The CMEs blast billions of tons of electrified gas into space, carrying away the Sun's old magnetic field and allowing a new one with a flipped orientation to form.
Reversal of the solar magnetic field is a major event in the Sun's 11-year cycle of stormy activity, when the Sun goes from quiet to active and back again, and the study is the first evidence linking the reversal to CMEs. Since CMEs occasionally disrupt satellites, radio communication, and power systems, solar scientists hope this link will eventually help them better forecast the powerful eruptions.
"The Sun is like a snake that sheds its skin," comments Dr. Nat Gopalswamy of NASA's Goddard Space Flight Center, Greenbelt, Md., lead author of the new report, which appears in the Astrophysical Journal. "In this case, it's a magnetic skin. The process is long, drawn-out and it's pretty violent. More than a thousand coronal mass ejections, each carrying billions of tons of gas from the polar regions, are needed to clear the old magnetism away. But when it's all over the Sun's magnetic stripes are running in the opposite direction."
"This analysis of nearly eight years of CME data is a big step forward in making sense of space weather," said Dr. Joseph Gurman, NASA Project Scientist for SOHO at NASA's Goddard Space Flight Center, Greenbelt, Md. "By identifying the solar origin of these events with CMEs of different speeds and appearances, and at different latitudes, it improves our capability to predict space weather that can affect the Earth, at different phases of the solar activity cycle."

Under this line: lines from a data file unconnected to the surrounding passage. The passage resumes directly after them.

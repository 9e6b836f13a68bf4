use serde::{ser::Serializer, Serialize};

/// channel 错误码：缺少 path 参数。
pub const CODE_NO_PATH: &str = "NO_PATH";
/// channel 错误码：分配条目或复制失败。
pub const CODE_SAVE_FAILED: &str = "SAVE_FAILED";

pub type Result<T> = std::result::Result<T, SaveError>;

/// 保存图片的失败类型。
#[derive(Debug, Clone, PartialEq, Eq, thiserror::Error)]
pub enum SaveError {
    /// 调用方没有提供 path（null 或空串），未做任何 IO。
    #[error("Image path is null")]
    MissingArgument,
    /// 媒体库拒绝创建条目，没有写入任何数据。
    #[error("MediaStore insert failed: {message}")]
    StorageAllocationFailed { message: String },
    /// 复制过程中出错；条目可能已经存在（见 OrphanPolicy）。
    #[error("{message}")]
    CopyFailed { message: String },
}

impl SaveError {
    pub fn allocation(message: impl Into<String>) -> Self {
        Self::StorageAllocationFailed {
            message: message.into(),
        }
    }

    pub fn copy(err: impl ToString) -> Self {
        Self::CopyFailed {
            message: err.to_string(),
        }
    }

    /// 对应 channel 上的错误码。
    pub fn code(&self) -> &'static str {
        match self {
            SaveError::MissingArgument => CODE_NO_PATH,
            SaveError::StorageAllocationFailed { .. } | SaveError::CopyFailed { .. } => {
                CODE_SAVE_FAILED
            }
        }
    }
}

impl Serialize for SaveError {
    fn serialize<S>(&self, serializer: S) -> std::result::Result<S::Ok, S::Error>
    where
        S: Serializer,
    {
        serializer.serialize_str(self.to_string().as_ref())
    }
}

#[cfg(test)]
mod tests {
    use super::*;

    #[test]
    fn codes_and_messages() {
        assert_eq!(SaveError::MissingArgument.code(), "NO_PATH");
        assert_eq!(SaveError::MissingArgument.to_string(), "Image path is null");

        let e = SaveError::allocation("returned no handle");
        assert_eq!(e.code(), "SAVE_FAILED");
        assert_eq!(e.to_string(), "MediaStore insert failed: returned no handle");

        let io = std::io::Error::new(std::io::ErrorKind::Other, "No space left on device");
        let e = SaveError::copy(io);
        assert_eq!(e.code(), "SAVE_FAILED");
        assert_eq!(e.to_string(), "No space left on device");
    }
}
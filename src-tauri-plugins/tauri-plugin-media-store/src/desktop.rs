use std::sync::Arc;

use gallery_saver_core::{DirectoryMediaStore, GallerySaver, GallerySettings, MediaChannel, PlatformInfo};
use serde::de::DeserializeOwned;
use tauri::{plugin::PluginApi, AppHandle, Runtime};

use crate::{MethodCall, MethodResult, SavedImage};

/// 桌面端：图片写入 `~/Pictures/<album>`。
pub fn init<R: Runtime, C: DeserializeOwned>(
  app: &AppHandle<R>,
  _api: PluginApi<R, C>,
  settings: GallerySettings,
) -> crate::Result<MediaStorePlugin<R>> {
  let store = DirectoryMediaStore::user_default()?;
  tracing::info!(root = %store.root().display(), album = %settings.album, "media-store plugin ready");
  let saver = GallerySaver::with_settings(store, PlatformInfo::desktop(), settings);
  Ok(MediaStorePlugin {
    _app: app.clone(),
    channel: Arc::new(MediaChannel::new(saver)),
  })
}

/// Access to the media-store APIs.
pub struct MediaStorePlugin<R: Runtime> {
  _app: AppHandle<R>,
  channel: Arc<MediaChannel<DirectoryMediaStore>>,
}

impl<R: Runtime> MediaStorePlugin<R> {
  pub async fn save_image(&self, path: Option<String>) -> crate::Result<SavedImage> {
    crate::blocking::save_image(self.channel.clone(), path).await
  }

  pub async fn handle(&self, call: MethodCall) -> crate::Result<MethodResult> {
    crate::blocking::handle(self.channel.clone(), call).await
  }
}
//! Gallery Saver 核心库：把本地图片写入系统共享相册（媒体库），供 Tauri 插件与其他宿主复用。

pub mod channel;
pub mod error;
pub mod media_store;
pub mod models;
pub mod saver;
pub mod settings;

pub use channel::{MediaChannel, MethodCall, MethodResult, CHANNEL_NAME, METHOD_SAVE_IMAGE};
pub use error::{Result, SaveError};
pub use media_store::{DirectoryMediaStore, LatchedWriter, MediaStore};
pub use models::{
    MediaHandle, MediaMetadata, MediaRecord, PlatformInfo, SavedImage,
    SCOPED_STORAGE_MIN_SDK,
};
pub use saver::GallerySaver;
pub use settings::{GallerySettings, OrphanPolicy, SettingsError};
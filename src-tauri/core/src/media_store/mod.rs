//! 媒体库抽象：宿主平台的内容索引服务（Android MediaStore / 桌面目录）。
//!
//! GallerySaver 只通过这个 trait 访问媒体库，测试中可以替换成记录调用的假实现。

use std::io::{self, Write};

use crate::models::{MediaHandle, MediaMetadata};

mod directory;
mod latched;
#[cfg(test)]
pub(crate) mod fake;

pub use directory::DirectoryMediaStore;
pub use latched::LatchedWriter;

pub trait MediaStore: Send + Sync {
    type Writer: Write;

    /// 分配一个新的图片条目。平台拒绝时返回 `Ok(None)`。
    fn insert(&self, metadata: &MediaMetadata) -> io::Result<Option<MediaHandle>>;

    /// 打开条目的只写流。流在 drop 时关闭。
    fn open_write_stream(&self, handle: &MediaHandle) -> io::Result<Self::Writer>;

    /// 删除条目（复制失败后的残留清理）。
    fn delete(&self, handle: &MediaHandle) -> io::Result<()>;
}

impl<S: MediaStore + ?Sized> MediaStore for std::sync::Arc<S> {
    type Writer = S::Writer;

    fn insert(&self, metadata: &MediaMetadata) -> io::Result<Option<MediaHandle>> {
        (**self).insert(metadata)
    }

    fn open_write_stream(&self, handle: &MediaHandle) -> io::Result<Self::Writer> {
        (**self).open_write_stream(handle)
    }

    fn delete(&self, handle: &MediaHandle) -> io::Result<()> {
        (**self).delete(handle)
    }
}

Apparently random CMEs turn out to be signs of the Sun's diligent housekeeping. It keeps sweeping away, out into space, untidy magnetic fields created by sunspots and other contortions in its atmosphere. The climax comes in a busy period of "spring cleaning" after the count of sunspots has peaked, every 11 years. It leaves the Sun with its main magnetic field completely overturned, and its north and south magnetic poles swapped around.

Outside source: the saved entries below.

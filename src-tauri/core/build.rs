fn main() {
    use std::env;

    // Build-time injection:
    // - GALLERY_DEFAULT_ALBUM=<name>：默认相册目录名（Pictures/<name>）
    // - Expose to Rust code via env!("GALLERY_DEFAULT_ALBUM")
    println!("cargo:rerun-if-env-changed=GALLERY_DEFAULT_ALBUM");

    let album = env::var("GALLERY_DEFAULT_ALBUM")
        .ok()
        .map(|s| s.trim().to_string())
        .filter(|s| !s.is_empty() && !s.contains(['/', '\\']))
        .unwrap_or_else(|| "AI_Skin".to_string());

    println!("cargo:rustc-env=GALLERY_DEFAULT_ALBUM={}", album);
}
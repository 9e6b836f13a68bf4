const COMMANDS: &[&str] = &["save_image", "invoke_method"];

fn main() {
  tauri_plugin::Builder::new(COMMANDS)
    .android_path("android")
    .build();
}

The Astrophysical Journal report published by Gopalswamy and his colleagues takes stock of seven years of observations of such events by the SOHO spacecraft. It also compares them with the mass ejections recorded in 1979-85 by a US Air Force satellite, P78-1. Helping the scientists to decipher the events seen by the spaceborne telescopes are data from ground-based instruments at Kitt Peak, Ariz., and Nobeyama, Japan.
What emerges is a systematic pattern in the outbursts, according to the new research. It changes during the sunspot cycle, as the numbers of dark sunspots seen each day on the Sun's bright surface first increases and then diminishes again. The mass ejections are often directly associated with the sunspots, which always lie in the Sun's equatorial belt or at mid-latitudes.
Other mass ejections occur near the Sun's poles, far away from any sunspots. These events are most frequent at the peak of sunspot activity, but they can continue for a while as the count of sunspots begins to decline. By getting rid of the magnetic remnants of previous activity, the high-latitude outbursts groom the polar magnetic fields in a new configuration, according to the team.
When SOHO began its watch early in 1996, the Sun was quiet. There were very few sunspots and CMEs happened less than once a day. But during the most intense solar activity, 1999-2000, there were more than five a day, on average twice as many as scientists expected. What's more, the average speed of the ejected clouds of gas doubled, from 990,000 to 1,980,000 kilometres per hour (about 610,000 to 1,200,000 miles/hr.).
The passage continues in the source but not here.